*Excerpted data*.
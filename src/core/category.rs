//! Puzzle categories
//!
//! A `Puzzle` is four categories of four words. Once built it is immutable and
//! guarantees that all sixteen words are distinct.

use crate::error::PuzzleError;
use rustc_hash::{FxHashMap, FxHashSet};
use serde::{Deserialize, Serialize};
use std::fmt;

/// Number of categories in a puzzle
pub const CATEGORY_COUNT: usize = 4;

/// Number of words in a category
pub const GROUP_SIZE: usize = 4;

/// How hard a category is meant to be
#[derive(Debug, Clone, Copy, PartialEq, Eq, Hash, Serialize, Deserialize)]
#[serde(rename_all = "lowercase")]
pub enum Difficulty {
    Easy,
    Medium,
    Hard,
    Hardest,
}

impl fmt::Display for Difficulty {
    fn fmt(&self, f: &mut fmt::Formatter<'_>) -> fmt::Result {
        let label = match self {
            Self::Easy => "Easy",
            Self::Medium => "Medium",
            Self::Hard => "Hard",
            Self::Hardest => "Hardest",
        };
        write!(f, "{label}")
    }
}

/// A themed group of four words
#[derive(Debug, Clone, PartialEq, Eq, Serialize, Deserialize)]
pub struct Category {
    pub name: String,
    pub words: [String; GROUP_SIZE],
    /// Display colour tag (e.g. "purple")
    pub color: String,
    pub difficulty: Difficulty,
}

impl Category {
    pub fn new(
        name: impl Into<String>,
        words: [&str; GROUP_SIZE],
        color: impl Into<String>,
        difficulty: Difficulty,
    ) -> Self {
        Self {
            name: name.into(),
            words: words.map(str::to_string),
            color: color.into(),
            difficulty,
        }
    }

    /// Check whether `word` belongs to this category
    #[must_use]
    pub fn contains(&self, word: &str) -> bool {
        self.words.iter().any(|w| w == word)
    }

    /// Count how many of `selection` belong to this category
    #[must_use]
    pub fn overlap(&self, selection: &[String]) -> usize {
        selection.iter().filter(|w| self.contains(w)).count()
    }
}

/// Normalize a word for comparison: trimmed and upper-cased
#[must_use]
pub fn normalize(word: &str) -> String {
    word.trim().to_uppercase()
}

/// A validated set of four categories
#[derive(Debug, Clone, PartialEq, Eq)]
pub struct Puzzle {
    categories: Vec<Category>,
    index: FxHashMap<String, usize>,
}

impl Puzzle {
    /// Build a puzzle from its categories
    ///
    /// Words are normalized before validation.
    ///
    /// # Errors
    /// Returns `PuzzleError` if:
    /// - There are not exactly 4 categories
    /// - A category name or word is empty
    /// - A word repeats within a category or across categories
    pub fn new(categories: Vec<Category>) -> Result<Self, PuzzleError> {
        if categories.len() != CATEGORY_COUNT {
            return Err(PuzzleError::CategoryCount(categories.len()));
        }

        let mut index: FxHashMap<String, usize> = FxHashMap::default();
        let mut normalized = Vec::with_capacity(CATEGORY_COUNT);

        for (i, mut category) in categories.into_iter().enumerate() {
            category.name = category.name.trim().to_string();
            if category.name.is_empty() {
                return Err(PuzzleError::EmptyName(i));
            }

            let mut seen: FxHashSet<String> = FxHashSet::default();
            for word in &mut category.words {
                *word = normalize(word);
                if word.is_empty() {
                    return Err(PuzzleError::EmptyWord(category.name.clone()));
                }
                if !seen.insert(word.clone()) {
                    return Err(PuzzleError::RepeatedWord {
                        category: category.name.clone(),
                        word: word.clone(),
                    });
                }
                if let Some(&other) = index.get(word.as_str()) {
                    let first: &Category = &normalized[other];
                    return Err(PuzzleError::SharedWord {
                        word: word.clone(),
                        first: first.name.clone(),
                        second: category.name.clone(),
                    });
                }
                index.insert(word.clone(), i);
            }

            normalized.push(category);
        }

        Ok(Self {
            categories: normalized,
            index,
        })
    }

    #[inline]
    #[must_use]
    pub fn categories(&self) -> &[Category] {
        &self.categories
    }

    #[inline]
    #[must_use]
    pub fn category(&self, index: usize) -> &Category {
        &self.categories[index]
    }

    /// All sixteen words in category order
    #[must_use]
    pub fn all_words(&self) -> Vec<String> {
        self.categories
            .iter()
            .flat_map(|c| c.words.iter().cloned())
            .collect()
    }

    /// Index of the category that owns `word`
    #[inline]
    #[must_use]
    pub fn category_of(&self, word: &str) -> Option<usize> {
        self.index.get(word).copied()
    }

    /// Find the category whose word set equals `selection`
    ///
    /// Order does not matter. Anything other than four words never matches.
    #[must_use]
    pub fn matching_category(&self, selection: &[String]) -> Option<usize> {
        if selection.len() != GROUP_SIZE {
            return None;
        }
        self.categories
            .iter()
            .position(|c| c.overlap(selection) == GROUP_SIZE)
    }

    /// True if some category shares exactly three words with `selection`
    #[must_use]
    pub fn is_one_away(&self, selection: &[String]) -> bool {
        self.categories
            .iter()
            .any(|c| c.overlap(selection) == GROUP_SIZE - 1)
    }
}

*What is being asked*. All records above must be printed again, exactly.

*Answer to the problem*.
filename src/core/category.rs
//! Puzzle categories
//!
//! A `Puzzle` is four categories of four words. Once built it is immutable and
//! guarantees that all sixteen words are distinct.

use crate::error::PuzzleError;
use rustc_hash::{FxHashMap, FxHashSet};
use serde::{Deserialize, Serialize};
use std::fmt;

/// Number of categories in a puzzle
pub const CATEGORY_COUNT: usize = 4;

/// Number of words in a category
pub const GROUP_SIZE: usize = 4;

/// How hard a category is meant to be
#[derive(Debug, Clone, Copy, PartialEq, Eq, Hash, Serialize, Deserialize)]
#[serde(rename_all = "lowercase")]
pub enum Difficulty {
    Easy,
    Medium,
    Hard,
    Hardest,
}

impl fmt::Display for Difficulty {
    fn fmt(&self, f: &mut fmt::Formatter<'_>) -> fmt::Result {
        let label = match self {
            Self::Easy => "Easy",
            Self::Medium => "Medium",
            Self::Hard => "Hard",
            Self::Hardest => "Hardest",
        };
        write!(f, "{label}")
    }
}

/// A themed group of four words
#[derive(Debug, Clone, PartialEq, Eq, Serialize, Deserialize)]
pub struct Category {
    pub name: String,
    pub words: [String; GROUP_SIZE],
    /// Display colour tag (e.g. "purple")
    pub color: String,
    pub difficulty: Difficulty,
}

impl Category {
    pub fn new(
        name: impl Into<String>,
        words: [&str; GROUP_SIZE],
        color: impl Into<String>,
        difficulty: Difficulty,
    ) -> Self {
        Self {
            name: name.into(),
            words: words.map(str::to_string),
            color: color.into(),
            difficulty,
        }
    }

    /// Check whether `word` belongs to this category
    #[must_use]
    pub fn contains(&self, word: &str) -> bool {
        self.words.iter().any(|w| w == word)
    }

    /// Count how many of `selection` belong to this category
    #[must_use]
    pub fn overlap(&self, selection: &[String]) -> usize {
        selection.iter().filter(|w| self.contains(w)).count()
    }
}

/// Normalize a word for comparison: trimmed and upper-cased
#[must_use]
pub fn normalize(word: &str) -> String {
    word.trim().to_uppercase()
}

/// A validated set of four categories
#[derive(Debug, Clone, PartialEq, Eq)]
pub struct Puzzle {
    categories: Vec<Category>,
    index: FxHashMap<String, usize>,
}

impl Puzzle {
    /// Build a puzzle from its categories
    ///
    /// Words are normalized before validation.
    ///
    /// # Errors
    /// Returns `PuzzleError` if:
    /// - There are not exactly 4 categories
    /// - A category name or word is empty
    /// - A word repeats within a category or across categories
    pub fn new(categories: Vec<Category>) -> Result<Self, PuzzleError> {
        if categories.len() != CATEGORY_COUNT {
            return Err(PuzzleError::CategoryCount(categories.len()));
        }

        let mut index: FxHashMap<String, usize> = FxHashMap::default();
        let mut normalized = Vec::with_capacity(CATEGORY_COUNT);

        for (i, mut category) in categories.into_iter().enumerate() {
            category.name = category.name.trim().to_string();
            if category.name.is_empty() {
                return Err(PuzzleError::EmptyName(i));
            }

            let mut seen: FxHashSet<String> = FxHashSet::default();
            for word in &mut category.words {
                *word = normalize(word);
                if word.is_empty() {
                    return Err(PuzzleError::EmptyWord(category.name.clone()));
                }
                if !seen.insert(word.clone()) {
                    return Err(PuzzleError::RepeatedWord {
                        category: category.name.clone(),
                        word: word.clone(),
                    });
                }
                if let Some(&other) = index.get(word.as_str()) {
                    let first: &Category = &normalized[other];
                    return Err(PuzzleError::SharedWord {
                        word: word.clone(),
                        first: first.name.clone(),
                        second: category.name.clone(),
                    });
                }
                index.insert(word.clone(), i);
            }

            normalized.push(category);
        }

        Ok(Self {
            categories: normalized,
            index,
        })
    }

    #[inline]
    #[must_use]
    pub fn categories(&self) -> &[Category] {
        &self.categories
    }

    #[inline]
    #[must_use]
    pub fn category(&self, index: usize) -> &Category {
        &self.categories[index]
    }

    /// All sixteen words in category order
    #[must_use]
    pub fn all_words(&self) -> Vec<String> {
        self.categories
            .iter()
            .flat_map(|c| c.words.iter().cloned())
            .collect()
    }

    /// Index of the category that owns `word`
    #[inline]
    #[must_use]
    pub fn category_of(&self, word: &str) -> Option<usize> {
        self.index.get(word).copied()
    }

    /// Find the category whose word set equals `selection`
    ///
    /// Order does not matter. Anything other than four words never matches.
    #[must_use]
    pub fn matching_category(&self, selection: &[String]) -> Option<usize> {
        if selection.len() != GROUP_SIZE {
            return None;
        }
        self.categories
            .iter()
            .position(|c| c.overlap(selection) == GROUP_SIZE)
    }

    /// True if some category shares exactly three words with `selection`
    #[must_use]
    pub fn is_one_away(&self, selection: &[String]) -> bool {
        self.categories
            .iter()
            .any(|c| c.overlap(selection) == GROUP_SIZE - 1)
    }
}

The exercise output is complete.